Sergio Romano, Corriere della Sera 15/6/2007 - Lettere, 15 giugno 2007
Caro Romano, sono stato ad una cena organizzata da una lobby di ebrei americani. L’ospite principale della serata è stato l’ex sindaco di questa bellissima città che è New York
Caro Romano, sono stato ad una cena organizzata da una lobby di ebrei americani. L’ospite principale della serata è stato l’ex sindaco di questa bellissima città che è New York. Giuliani nel suo discorso, motivando come mai sia necessario continuare la guerra contro il terrorismo, a partire dal Medio Oriente, si è soffermato sulla vicenda di Craxi e Sigonella. bollando noi italiani come socialisti che non fanno niente contro il terrorismo.

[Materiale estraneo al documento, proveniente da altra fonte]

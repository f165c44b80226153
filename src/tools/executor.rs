//! 工具执行器
//!
//! 持有 ToolRegistry 与全局超时，execute(tool_name, args) 在超时内调用工具；交互式工具（等待人工输入）不加超时，
//! 其等待策略由 Selector 自行决定；委派给内层 Agent 的工具同样不加超时，内层每次工具调用仍各自计时。失败时转为 AgentError；每次调用输出结构化审计日志（JSON）。

use std::time::{Duration, Instant};

use tokio::time::timeout;

use crate::core::AgentError;
use crate::tools::ToolRegistry;

/// 工具执行器：对每次调用施加超时，并将结果映射为 AgentError
pub struct ToolExecutor {
    registry: ToolRegistry,
    timeout: Duration,
}

impl ToolExecutor {
    pub fn new(registry: ToolRegistry, timeout_secs: u64) -> Self {
        Self {
            registry,
            timeout: Duration::from_secs(timeout_secs),
        }
    }

    /// 执行指定工具；未注册返回 HallucinatedTool，超时返回 ToolTimeout，工具返回 Err 则转为 ToolExecutionFailed
    pub async fn execute(&self, tool_name: &str, args: serde_json::Value) -> Result<String, AgentError> {
        let tool = self
            .registry
            .get(tool_name)
            .ok_or_else(|| AgentError::HallucinatedTool(tool_name.to_string()))?;

        let start = Instant::now();
        let args_preview = args_preview(&args);
        let result = if tool.interactive() || tool.delegates() {
            Ok(tool.execute(args).await)
        } else {
            timeout(self.timeout, tool.execute(args)).await
        };

        let (ok, outcome): (bool, &str) = match &result {
            Ok(Ok(_)) => (true, "ok"),
            Ok(Err(_)) => (false, "error"),
            Err(_) => (false, "timeout"),
        };
        let duration_ms = start.elapsed().as_millis() as u64;
        let audit = serde_json::json!({
            "event": "tool_audit",
            "tool": tool_name,
            "ok": ok,
            "outcome": outcome,
            "duration_ms": duration_ms,
            "args_preview": args_preview,
        });
        tracing::info!(audit = %audit.to_string(), "tool");

        match result {
            Ok(Ok(content)) => Ok(content),
            Ok(Err(e)) => Err(AgentError::ToolExecutionFailed(e)),
            Err(_) => Err(AgentError::ToolTimeout(tool_name.to_string())),
        }
    }

    /// 覆盖超时（亚秒级，主要用于测试）
    pub fn with_timeout(mut self, timeout: Duration) -> Self {
        self.timeout = timeout;
        self
    }

    pub fn tool_names(&self) -> Vec<String> {
        self.registry.tool_names()
    }
}

fn args_preview(args: &serde_json::Value) -> String {
    let s = args.to_string();
    if s.chars().count() > 200 {
        format!("{}...", s.chars().take(200).collect::<String>())
    } else {
        s
    }
}

#[cfg(test)]
mod tests {
    use super::*;
    use crate::tools::Tool;
    use async_trait::async_trait;
    use serde_json::Value;

    struct Slow {
        interactive: bool,
        delegates: bool,
    }

    #[async_trait]
    impl Tool for Slow {
        fn name(&self) -> &str {
            "slow"
        }

        fn description(&self) -> &str {
            "sleeps"
        }

        fn interactive(&self) -> bool {
            self.interactive
        }

        fn delegates(&self) -> bool {
            self.delegates
        }

        async fn execute(&self, _args: Value) -> Result<String, String> {
            tokio::time::sleep(Duration::from_millis(200)).await;
            Ok("done".to_string())
        }
    }

    struct Failing;

    #[async_trait]
    impl Tool for Failing {
        fn name(&self) -> &str {
            "failing"
        }

        fn description(&self) -> &str {
            "always fails"
        }

        async fn execute(&self, _args: Value) -> Result<String, String> {
            Err("HTTP 500".to_string())
        }
    }

    #[tokio::test]
    async fn test_timeout_applies_to_plain_tools() {
        let mut reg = ToolRegistry::new();
        reg.register(Slow {
            interactive: false,
            delegates: false,
        });
        let exec = ToolExecutor::new(reg, 1).with_timeout(Duration::from_millis(20));
        let err = exec.execute("slow", Value::Null).await.unwrap_err();
        assert!(matches!(err, AgentError::ToolTimeout(name) if name == "slow"));
    }

    #[tokio::test]
    async fn test_interactive_tools_are_not_timed_out() {
        let mut reg = ToolRegistry::new();
        reg.register(Slow {
            interactive: true,
            delegates: false,
        });
        let exec = ToolExecutor::new(reg, 1).with_timeout(Duration::from_millis(20));
        assert_eq!(exec.execute("slow", Value::Null).await.unwrap(), "done");
    }

    #[tokio::test]
    async fn test_delegating_tools_are_not_timed_out() {
        let mut reg = ToolRegistry::new();
        reg.register(Slow {
            interactive: false,
            delegates: true,
        });
        let exec = ToolExecutor::new(reg, 1).with_timeout(Duration::from_millis(20));
        assert_eq!(exec.execute("slow", Value::Null).await.unwrap(), "done");
    }

    #[tokio::test]
    async fn test_errors_are_mapped() {
        let mut reg = ToolRegistry::new();
        reg.register(Failing);
        let exec = ToolExecutor::new(reg, 5);
        assert!(matches!(
            exec.execute("failing", Value::Null).await,
            Err(AgentError::ToolExecutionFailed(msg)) if msg == "HTTP 500"
        ));
        assert!(matches!(
            exec.execute("missing", Value::Null).await,
            Err(AgentError::HallucinatedTool(_))
        ));
    }
}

Sono rimasto scioccato. Lei cosa ne pensa? Andrea Mrakic Mrakicandrea@gmail.com • La pagina piùbrutta,nella vicenda dell’Achille Lauro, fu l’assassinio di un turista ebreo americano, Leon Klinghoffer. Continuo a pensare che Bettino Craxi abbia affrontato la crisi con grande abilità, ma mi rendo conto dei sentimenti che le comunità ebraiche provano per quell’episodio. Quando al discorso di Rudolph Giuliani (se effettivamente si è espresso in quei termini) non ne sono sorpreso. L’ex sindaco di New York spera di conquistare la candidatura repubblicana alle prossime presidenziali e sa che il voto ebraico è molto importante. Quando verrà a Roma userà probabilmente un altro linguaggio.